Elling’s recent albums have been getting more intellectual and eclectic, featuring the poetry of Rumi and plenty of vocalese, so it’s puzzling that he should choose to sing a whole album of standards with a string quartet (isn’t everyone ‘with strings’ at the moment?).
The real surprise, though, is that Elling is just as engaging and creative working with standards as he is when he’s turning a Walt Whitman poem into vocal art.
Elling plays the Beat poet on a spoken interlude It’s Easy to Remember, setting the scene of Johnny Hartman’s only recording with John Coltrane in 1963. All the details are there, from the snow on the ground to the joking and smoking in the car on the way to the session.
Elling’s pianist Laurence Hobgood has written all the string arrangements played here by the ETHEL string quartet, and Hobgood has a knack of getting the strings to describe intriguing sub-plots to the songs. In My One And Only Love, the buzzing and gossiping strings hint at a sadness that the song doesn’t convey in its words.
Dedicated To You launches into a dynamic Latin groove with Elling swooping up to unfeasibly high notes, while Lush Life is perfect for Kurt with its poetic introduction and its opportunities for vocal leaps and contortions.
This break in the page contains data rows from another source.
//! Leaf label module for clonal frames and their marginal trees.
//!
//! - `LeafLabelMap`: Taxon labels of a clonal frame, where the index of a
//!   label is the [CfNodeId] of the corresponding leaf.

use crate::model::clonal_frame::CfNodeId;
use std::collections::HashMap;
use std::fmt;

// =#========================================================================#=
// LEAF LABEL MAP
// =#========================================================================#=
/// Maps leaf labels (strings) to leaf ids and back.
///
/// A [ClonalFrame](crate::model::ClonalFrame) numbers its leaves `0..n` in
/// the order they were added, and the label map is filled in the same order.
/// Hence the label index of a leaf is its [CfNodeId]. Marginal trees reuse
/// the leaf ids of the clonal frame they were derived from, so the same map
/// serves to label them too.
///
/// # Example
/// ```
/// use acgtree::model::LeafLabelMap;
///
/// let mut labels = LeafLabelMap::new(3);
///
/// let id_a = labels.insert_unique("A").unwrap(); // id_a = 0
/// let id_b = labels.insert_unique("B").unwrap(); // id_b = 1
/// assert!(labels.insert_unique("A").is_none());  // duplicates are refused
///
/// assert_eq!(id_b, 1);
/// assert_eq!(labels.get_label(id_a), Some("A"));
/// ```
#[derive(Debug, Clone, Default, PartialEq)]
pub struct LeafLabelMap {
    /// Labels in leaf id order
    labels: Vec<String>,
    /// Map from label to leaf id
    map: HashMap<String, CfNodeId>,
}

impl LeafLabelMap {
    /// Creates a new, empty LeafLabelMap with pre-allocated capacity.
    ///
    /// # Arguments
    /// * `num_leaves` - Expected number of leaves
    pub fn new(num_leaves: usize) -> Self {
        LeafLabelMap {
            labels: Vec::with_capacity(num_leaves),
            map: HashMap::with_capacity(num_leaves),
        }
    }

    /// Appends a label and returns its leaf id, or `None` if the label is
    /// already present (leaf labels of a clonal frame are unique).
    pub fn insert_unique(&mut self, label: &str) -> Option<CfNodeId> {
        if self.map.contains_key(label) {
            return None;
        }

        let id = self.labels.len();
        self.labels.push(label.to_string());
        self.map.insert(label.to_string(), id);
        Some(id)
    }

    /// Retrieves the leaf id for a given label.
    ///
    /// # Returns
    /// `Some(id)` if the label exists, `None` otherwise
    pub fn get_index(&self, label: &str) -> Option<CfNodeId> {
        self.map.get(label).copied()
    }

    /// Retrieves the leaf label for a given leaf id.
    ///
    /// # Returns
    /// `Some(&str)` if the id is valid, `None` otherwise
    pub fn get_label(&self, id: CfNodeId) -> Option<&str> {
        self.labels.get(id).map(|s| s.as_str())
    }

    /// Checks if a label exists in the map.
    pub fn contains_label(&self, label: &str) -> bool {
        self.map.contains_key(label)
    }

    /// Returns the number of labels currently stored.
    pub fn num_labels(&self) -> usize {
        self.labels.len()
    }

    /// Returns the labels in leaf id order.
    pub fn labels(&self) -> &[String] {
        &self.labels
    }
}

impl fmt::Display for LeafLabelMap {
    fn fmt(&self, f: &mut fmt::Formatter) -> fmt::Result {
        writeln!(f, "LeafLabelMap ({} labels):", self.labels.len())?;
        for (id, label) in self.labels.iter().enumerate() {
            writeln!(f, "  [{}] {}", id, label)?;
        }
        Ok(())
    }
}

impl std::ops::Index<CfNodeId> for LeafLabelMap {
    type Output = str;

    fn index(&self, id: CfNodeId) -> &Self::Output {
        &self.labels[id]
    }
}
Ernie Watts plays a blistering solo on You Are Too Beautiful, taking the song from introspective ballad to hard-rocking anthem.
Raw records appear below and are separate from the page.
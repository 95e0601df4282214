//! Label escaping and unescaping for Newick output and input.
//!
//! Labels with spaces or special characters are wrapped in single quotes
//! when written. The Newick reader strips those quotes again, so written
//! labels read back unchanged.

/// Characters that cannot appear in an unquoted label
const SPECIAL_CHARS: &[char] = &[',', ';', '\t', '\n', '\r', '(', ')', ':', '[', ']', '\''];

/// Checks if a label is already escaped:
/// - wrapped in single quotes and each internal single quote doubled, or
/// - no space and no special characters
///
/// # Examples
/// ```
/// # use acgtree::parser::utils::is_escaped;
/// assert!(is_escaped("Kea"));
/// assert!(!is_escaped("Ke[a]"));
/// assert!(!is_escaped("South Island Kokako"));
/// assert!(is_escaped("South_Island_Kokako"));
/// assert!(is_escaped("'South Island Kokako'"));
/// assert!(is_escaped("'Haast''s Eagle'"));
/// assert!(!is_escaped("'Haast's Eagle'"));
/// ```
pub fn is_escaped(label: &str) -> bool {
    if is_single_quoted(label) {
        let inner = &label[1..label.len() - 1];
        // Every quote inside must come as a pair
        inner.split("''").all(|part| !part.contains('\''))
    } else {
        !label.contains(' ') && !label.contains(SPECIAL_CHARS)
    }
}

/// Checks if a label is enclosed in single quotes.
///
/// # Examples
/// ```
/// # use acgtree::parser::utils::is_single_quoted;
/// assert!(!is_single_quoted("Kea"));
/// assert!(is_single_quoted("'Blue duck'"));
/// assert!(!is_single_quoted("'"));
/// ```
pub fn is_single_quoted(label: &str) -> bool {
    label.len() >= 2 && label.starts_with('\'') && label.ends_with('\'')
}

/// Escapes a label for use in a Newick string.
///
/// Labels containing spaces or special characters are wrapped in single
/// quotes with internal single quotes doubled. Underscores are kept, so
/// `Blue duck` and `Blue_duck` stay distinct. Already escaped labels are
/// returned as-is.
///
/// # Examples
/// ```
/// # use acgtree::parser::utils::escape_label;
/// assert_eq!(escape_label("Kea"), "Kea");
/// assert_eq!(escape_label("Ke[a]"), "'Ke[a]'");
/// assert_eq!(escape_label("Blue duck"), "'Blue duck'");
/// assert_eq!(escape_label("Blue_duck"), "Blue_duck");
/// assert_eq!(escape_label("'Blue duck'"), "'Blue duck'");
/// assert_eq!(escape_label("Haast's Eagle"), "'Haast''s Eagle'");
/// ```
pub fn escape_label(label: &str) -> String {
    if is_escaped(label) {
        return label.to_string();
    }

    if is_single_quoted(label) {
        // Keep the quotes, double any lone internal quote
        let inner = &label[1..label.len() - 1];
        let fixed: Vec<String> = inner.split("''").map(|part| part.replace('\'', "''")).collect();
        return format!("'{}'", fixed.join("''"));
    }

    format!("'{}'", label.replace('\'', "''"))
}

/// Unescapes a label written by [escape_label], the same way the Newick
/// reader does: removes surrounding single quotes and un-doubles internal quotes.
///
/// # Examples
/// ```
/// # use acgtree::parser::utils::unescape_label;
/// assert_eq!(unescape_label("Blue_duck"), "Blue_duck");
/// assert_eq!(unescape_label("'Blue duck'"), "Blue duck");
/// assert_eq!(unescape_label("'Haast''s Eagle'"), "Haast's Eagle");
/// ```
pub fn unescape_label(label: &str) -> String {
    if is_single_quoted(label) {
        label[1..label.len() - 1].replace("''", "'")
    } else {
        label.to_string()
    }
}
There are few similarities between Johnny Hartman and Kurt Elling’s treatment of these songs. Hartman was not an improviser, while Elling is a master of vocal gymnastics. Their one connection is in the depth and quality of their voices and the way they both slur effortlessly up and down the octaves. Where Johnny Hartman sounds polite and serious, Kurt Elling revels in despair one moment and elation the next.
Out of a set of American Songbook tunes, Elling’s created another original.